YOUR GOAL
Copy, from the material below, each line where "loop" shows up.
--- START ---
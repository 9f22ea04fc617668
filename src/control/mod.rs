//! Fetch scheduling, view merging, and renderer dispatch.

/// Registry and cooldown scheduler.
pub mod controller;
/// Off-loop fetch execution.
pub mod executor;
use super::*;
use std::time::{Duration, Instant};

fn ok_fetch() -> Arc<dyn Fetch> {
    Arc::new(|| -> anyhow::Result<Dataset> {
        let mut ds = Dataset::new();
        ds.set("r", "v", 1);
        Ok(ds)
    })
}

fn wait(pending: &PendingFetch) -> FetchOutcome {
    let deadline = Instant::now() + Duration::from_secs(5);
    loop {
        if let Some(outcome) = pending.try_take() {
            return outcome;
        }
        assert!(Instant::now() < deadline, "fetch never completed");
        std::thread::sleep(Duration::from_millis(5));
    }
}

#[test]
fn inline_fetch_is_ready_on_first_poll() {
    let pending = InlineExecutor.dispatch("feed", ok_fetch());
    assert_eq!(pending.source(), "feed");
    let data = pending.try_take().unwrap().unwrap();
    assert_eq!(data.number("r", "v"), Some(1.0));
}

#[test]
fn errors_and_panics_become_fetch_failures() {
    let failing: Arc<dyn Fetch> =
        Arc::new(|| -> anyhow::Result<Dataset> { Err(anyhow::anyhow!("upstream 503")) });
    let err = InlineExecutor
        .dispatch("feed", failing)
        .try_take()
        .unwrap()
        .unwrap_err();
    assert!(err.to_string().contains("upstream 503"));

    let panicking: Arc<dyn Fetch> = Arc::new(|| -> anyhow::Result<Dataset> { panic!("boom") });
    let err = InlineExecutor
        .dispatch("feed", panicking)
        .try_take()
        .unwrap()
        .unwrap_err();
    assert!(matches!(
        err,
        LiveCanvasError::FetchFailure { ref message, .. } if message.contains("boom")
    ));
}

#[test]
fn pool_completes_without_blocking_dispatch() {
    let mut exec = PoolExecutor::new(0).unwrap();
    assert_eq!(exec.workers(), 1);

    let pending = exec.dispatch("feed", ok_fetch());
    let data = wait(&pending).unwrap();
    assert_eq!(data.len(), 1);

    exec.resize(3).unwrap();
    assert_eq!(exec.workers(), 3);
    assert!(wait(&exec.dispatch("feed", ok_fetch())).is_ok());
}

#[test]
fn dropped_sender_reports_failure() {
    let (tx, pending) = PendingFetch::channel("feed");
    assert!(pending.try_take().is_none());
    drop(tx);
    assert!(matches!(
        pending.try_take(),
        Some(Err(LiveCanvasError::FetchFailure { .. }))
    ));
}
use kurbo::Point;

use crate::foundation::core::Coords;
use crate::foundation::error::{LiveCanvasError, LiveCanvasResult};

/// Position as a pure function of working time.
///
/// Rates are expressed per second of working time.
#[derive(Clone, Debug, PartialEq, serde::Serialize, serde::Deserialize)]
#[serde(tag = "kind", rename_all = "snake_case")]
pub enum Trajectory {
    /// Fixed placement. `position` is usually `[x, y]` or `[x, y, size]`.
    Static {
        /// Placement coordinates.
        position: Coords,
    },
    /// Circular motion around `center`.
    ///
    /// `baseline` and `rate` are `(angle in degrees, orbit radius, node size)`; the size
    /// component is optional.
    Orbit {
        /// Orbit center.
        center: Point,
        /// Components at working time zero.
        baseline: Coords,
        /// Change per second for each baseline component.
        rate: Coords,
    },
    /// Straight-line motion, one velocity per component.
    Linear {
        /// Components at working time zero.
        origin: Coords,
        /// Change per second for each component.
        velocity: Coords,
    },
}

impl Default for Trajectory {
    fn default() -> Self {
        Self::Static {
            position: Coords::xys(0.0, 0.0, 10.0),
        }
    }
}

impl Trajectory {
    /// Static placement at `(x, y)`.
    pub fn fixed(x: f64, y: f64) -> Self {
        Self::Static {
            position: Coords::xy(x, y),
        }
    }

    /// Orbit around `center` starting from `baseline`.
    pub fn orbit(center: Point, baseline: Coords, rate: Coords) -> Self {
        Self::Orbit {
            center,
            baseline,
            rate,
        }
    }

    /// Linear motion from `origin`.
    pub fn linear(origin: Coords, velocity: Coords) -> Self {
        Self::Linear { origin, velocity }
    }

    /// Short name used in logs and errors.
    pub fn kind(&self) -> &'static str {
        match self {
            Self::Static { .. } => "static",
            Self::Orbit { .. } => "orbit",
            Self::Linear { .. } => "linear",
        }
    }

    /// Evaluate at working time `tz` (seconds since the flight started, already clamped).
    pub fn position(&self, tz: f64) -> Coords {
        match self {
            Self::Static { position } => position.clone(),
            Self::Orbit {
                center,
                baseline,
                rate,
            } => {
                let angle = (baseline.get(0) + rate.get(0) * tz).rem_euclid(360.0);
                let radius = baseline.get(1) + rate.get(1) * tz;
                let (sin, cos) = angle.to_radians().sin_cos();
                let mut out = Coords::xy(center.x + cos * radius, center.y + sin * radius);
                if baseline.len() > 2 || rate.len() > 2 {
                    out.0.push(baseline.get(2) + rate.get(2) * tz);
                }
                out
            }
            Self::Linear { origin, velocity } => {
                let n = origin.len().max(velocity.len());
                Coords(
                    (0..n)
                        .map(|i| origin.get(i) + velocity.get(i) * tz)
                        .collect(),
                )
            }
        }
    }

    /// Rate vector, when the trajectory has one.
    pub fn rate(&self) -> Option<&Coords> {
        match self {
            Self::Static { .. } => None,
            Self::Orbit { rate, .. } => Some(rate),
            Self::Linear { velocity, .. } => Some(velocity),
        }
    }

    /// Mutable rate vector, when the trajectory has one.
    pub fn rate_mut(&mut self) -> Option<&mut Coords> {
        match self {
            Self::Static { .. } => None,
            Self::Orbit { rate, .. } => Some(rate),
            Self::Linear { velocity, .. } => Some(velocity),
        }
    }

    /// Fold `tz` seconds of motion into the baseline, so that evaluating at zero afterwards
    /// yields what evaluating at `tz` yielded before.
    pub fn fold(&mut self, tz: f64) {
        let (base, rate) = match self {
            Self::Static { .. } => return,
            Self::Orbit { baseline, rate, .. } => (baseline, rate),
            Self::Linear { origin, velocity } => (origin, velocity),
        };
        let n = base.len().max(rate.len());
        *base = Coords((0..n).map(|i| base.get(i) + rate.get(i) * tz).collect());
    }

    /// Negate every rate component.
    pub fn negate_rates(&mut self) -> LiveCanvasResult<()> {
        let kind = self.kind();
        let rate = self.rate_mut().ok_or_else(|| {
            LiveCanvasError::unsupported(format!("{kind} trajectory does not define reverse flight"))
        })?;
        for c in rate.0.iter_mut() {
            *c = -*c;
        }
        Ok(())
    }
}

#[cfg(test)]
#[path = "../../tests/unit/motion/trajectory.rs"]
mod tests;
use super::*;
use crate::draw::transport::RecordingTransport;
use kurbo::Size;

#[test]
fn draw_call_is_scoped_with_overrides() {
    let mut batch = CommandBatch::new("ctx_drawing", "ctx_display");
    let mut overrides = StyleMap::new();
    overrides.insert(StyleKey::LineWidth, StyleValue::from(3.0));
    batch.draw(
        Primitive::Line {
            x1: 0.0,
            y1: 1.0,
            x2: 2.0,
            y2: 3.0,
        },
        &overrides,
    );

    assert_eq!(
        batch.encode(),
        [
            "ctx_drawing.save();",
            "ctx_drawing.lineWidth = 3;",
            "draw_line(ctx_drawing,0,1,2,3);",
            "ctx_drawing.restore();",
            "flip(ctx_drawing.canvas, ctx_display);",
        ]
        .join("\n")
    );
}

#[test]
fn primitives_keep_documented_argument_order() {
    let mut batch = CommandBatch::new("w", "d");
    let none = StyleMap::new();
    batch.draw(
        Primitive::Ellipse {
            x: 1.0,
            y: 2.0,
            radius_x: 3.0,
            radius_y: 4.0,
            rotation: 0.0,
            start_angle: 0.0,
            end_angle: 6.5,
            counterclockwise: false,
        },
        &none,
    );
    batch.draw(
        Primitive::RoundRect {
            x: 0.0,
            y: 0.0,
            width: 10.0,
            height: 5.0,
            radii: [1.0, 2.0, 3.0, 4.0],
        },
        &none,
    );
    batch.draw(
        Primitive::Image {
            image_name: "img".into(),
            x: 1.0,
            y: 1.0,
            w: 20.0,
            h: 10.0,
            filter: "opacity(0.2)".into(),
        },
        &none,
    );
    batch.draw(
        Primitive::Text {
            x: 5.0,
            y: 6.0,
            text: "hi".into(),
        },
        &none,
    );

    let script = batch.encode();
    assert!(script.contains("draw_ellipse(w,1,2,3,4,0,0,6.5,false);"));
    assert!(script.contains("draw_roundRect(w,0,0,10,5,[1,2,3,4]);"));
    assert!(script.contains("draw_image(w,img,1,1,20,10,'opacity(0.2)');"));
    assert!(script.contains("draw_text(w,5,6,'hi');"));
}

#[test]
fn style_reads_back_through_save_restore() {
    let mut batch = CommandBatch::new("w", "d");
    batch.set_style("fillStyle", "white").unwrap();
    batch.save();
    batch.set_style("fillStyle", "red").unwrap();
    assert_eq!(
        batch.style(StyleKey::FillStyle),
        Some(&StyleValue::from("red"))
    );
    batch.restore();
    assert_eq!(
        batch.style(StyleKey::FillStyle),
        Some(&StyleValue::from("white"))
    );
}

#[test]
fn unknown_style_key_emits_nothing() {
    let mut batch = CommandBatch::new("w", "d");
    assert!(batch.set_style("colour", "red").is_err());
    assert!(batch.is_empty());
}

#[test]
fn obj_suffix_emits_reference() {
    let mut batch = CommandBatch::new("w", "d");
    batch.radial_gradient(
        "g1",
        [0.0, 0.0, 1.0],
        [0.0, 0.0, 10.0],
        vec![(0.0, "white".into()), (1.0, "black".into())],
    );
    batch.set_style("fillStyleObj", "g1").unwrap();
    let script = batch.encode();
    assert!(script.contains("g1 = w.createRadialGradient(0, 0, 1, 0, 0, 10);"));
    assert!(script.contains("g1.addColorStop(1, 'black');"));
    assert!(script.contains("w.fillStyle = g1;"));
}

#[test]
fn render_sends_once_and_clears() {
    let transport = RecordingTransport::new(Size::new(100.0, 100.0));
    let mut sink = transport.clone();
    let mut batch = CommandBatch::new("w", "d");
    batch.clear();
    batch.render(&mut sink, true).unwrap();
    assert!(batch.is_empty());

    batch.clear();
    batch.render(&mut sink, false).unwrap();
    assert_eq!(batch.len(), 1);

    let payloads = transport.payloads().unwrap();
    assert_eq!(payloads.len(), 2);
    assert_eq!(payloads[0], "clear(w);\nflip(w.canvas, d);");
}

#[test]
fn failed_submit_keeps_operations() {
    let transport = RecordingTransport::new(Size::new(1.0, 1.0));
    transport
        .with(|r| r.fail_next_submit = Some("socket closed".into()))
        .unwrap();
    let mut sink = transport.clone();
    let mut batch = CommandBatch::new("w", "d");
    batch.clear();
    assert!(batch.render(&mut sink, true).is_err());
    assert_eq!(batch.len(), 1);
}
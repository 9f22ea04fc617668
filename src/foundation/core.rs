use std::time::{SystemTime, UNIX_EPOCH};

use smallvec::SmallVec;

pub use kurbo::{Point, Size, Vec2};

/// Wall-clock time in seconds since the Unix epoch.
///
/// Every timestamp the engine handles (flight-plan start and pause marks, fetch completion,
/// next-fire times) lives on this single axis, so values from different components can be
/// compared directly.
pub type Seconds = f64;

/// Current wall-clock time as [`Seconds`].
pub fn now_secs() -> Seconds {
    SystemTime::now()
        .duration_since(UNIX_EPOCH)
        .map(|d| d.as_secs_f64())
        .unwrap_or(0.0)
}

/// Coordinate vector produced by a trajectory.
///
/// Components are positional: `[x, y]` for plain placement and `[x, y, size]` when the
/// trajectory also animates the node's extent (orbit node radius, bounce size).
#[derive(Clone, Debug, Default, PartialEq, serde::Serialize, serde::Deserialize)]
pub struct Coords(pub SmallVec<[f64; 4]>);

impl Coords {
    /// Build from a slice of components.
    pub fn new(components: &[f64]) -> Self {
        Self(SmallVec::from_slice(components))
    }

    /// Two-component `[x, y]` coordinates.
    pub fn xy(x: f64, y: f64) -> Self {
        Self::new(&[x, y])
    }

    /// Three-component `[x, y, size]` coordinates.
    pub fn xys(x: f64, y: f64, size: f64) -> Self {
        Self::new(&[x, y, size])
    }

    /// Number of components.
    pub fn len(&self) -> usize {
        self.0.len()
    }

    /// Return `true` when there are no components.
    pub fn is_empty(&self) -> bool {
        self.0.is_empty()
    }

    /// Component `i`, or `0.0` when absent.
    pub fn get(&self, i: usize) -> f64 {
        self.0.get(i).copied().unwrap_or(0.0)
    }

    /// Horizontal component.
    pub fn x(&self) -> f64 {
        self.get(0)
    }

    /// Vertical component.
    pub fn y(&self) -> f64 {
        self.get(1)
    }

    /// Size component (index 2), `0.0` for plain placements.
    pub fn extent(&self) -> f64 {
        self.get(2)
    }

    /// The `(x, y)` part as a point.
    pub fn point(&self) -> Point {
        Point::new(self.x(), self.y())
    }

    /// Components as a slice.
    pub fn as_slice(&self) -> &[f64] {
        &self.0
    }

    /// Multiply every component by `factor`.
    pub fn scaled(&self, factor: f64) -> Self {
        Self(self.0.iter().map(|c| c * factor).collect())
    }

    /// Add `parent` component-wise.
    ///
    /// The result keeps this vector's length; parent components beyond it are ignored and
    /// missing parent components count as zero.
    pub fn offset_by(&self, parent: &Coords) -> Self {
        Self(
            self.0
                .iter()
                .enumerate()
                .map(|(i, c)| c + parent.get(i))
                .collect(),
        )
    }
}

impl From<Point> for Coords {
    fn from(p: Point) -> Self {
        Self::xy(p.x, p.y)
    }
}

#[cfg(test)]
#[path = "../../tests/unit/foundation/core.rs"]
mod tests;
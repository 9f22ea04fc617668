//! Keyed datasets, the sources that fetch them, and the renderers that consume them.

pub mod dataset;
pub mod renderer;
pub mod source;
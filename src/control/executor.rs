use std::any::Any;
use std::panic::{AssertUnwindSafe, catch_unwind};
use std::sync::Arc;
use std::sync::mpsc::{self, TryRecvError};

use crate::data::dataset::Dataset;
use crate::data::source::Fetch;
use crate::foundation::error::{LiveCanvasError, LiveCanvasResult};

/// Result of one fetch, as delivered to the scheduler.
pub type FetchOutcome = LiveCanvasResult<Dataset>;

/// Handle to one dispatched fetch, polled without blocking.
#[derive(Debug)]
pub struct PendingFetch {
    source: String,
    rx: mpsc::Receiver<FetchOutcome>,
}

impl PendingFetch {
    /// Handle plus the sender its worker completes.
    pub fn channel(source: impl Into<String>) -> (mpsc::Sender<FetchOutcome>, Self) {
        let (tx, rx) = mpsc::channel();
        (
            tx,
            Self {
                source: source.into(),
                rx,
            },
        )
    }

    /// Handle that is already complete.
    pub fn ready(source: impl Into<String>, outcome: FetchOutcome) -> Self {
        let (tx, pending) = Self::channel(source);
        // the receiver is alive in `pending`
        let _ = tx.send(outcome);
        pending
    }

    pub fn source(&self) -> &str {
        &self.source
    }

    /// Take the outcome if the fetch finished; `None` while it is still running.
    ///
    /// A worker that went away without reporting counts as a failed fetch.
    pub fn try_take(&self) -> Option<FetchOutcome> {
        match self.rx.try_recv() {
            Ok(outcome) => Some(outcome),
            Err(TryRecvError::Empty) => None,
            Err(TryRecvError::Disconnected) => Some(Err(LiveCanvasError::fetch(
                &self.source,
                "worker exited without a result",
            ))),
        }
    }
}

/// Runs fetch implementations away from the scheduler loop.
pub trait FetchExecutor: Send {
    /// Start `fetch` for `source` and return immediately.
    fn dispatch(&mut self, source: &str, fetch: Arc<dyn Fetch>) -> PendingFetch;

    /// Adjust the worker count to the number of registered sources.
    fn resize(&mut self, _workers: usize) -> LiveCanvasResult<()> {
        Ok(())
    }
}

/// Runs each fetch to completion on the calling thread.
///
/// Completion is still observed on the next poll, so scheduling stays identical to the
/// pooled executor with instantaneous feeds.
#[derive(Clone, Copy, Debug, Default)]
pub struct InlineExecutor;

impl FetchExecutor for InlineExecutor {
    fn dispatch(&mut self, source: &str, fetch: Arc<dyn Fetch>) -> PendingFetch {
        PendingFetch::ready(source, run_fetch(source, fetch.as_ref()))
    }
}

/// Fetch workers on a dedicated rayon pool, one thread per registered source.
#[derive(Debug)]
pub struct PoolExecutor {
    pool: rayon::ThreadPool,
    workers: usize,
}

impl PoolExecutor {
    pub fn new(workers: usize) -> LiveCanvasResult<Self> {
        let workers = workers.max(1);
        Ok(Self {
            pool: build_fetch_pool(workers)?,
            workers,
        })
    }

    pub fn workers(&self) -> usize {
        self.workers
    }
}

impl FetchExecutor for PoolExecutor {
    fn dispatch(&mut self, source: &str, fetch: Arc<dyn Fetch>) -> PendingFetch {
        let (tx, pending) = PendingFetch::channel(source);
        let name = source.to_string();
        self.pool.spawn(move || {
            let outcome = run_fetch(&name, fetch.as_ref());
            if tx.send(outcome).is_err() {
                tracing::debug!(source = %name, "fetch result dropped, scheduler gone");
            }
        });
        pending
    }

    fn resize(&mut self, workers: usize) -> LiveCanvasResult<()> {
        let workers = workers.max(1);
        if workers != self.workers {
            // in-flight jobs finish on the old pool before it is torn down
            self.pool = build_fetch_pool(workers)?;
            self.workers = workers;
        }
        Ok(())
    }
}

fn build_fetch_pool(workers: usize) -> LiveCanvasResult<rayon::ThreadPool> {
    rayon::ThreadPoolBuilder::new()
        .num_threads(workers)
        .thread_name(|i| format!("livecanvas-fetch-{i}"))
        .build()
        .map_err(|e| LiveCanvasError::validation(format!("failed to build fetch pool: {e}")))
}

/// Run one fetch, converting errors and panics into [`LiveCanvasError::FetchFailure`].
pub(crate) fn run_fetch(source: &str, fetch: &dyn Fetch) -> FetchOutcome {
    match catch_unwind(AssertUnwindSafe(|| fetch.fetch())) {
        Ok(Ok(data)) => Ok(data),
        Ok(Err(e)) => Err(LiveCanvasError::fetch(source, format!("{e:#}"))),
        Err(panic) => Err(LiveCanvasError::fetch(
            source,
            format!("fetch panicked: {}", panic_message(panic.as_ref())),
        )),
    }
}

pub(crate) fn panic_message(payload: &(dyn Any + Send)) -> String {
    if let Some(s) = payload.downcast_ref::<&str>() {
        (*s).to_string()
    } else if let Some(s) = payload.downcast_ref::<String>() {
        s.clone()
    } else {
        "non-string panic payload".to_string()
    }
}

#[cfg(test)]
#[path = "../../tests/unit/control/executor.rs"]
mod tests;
--- END ---
EXERCISE RESPONSE
/// Off-loop fetch execution.
    loop {
/// Runs fetch implementations away from the scheduler loop.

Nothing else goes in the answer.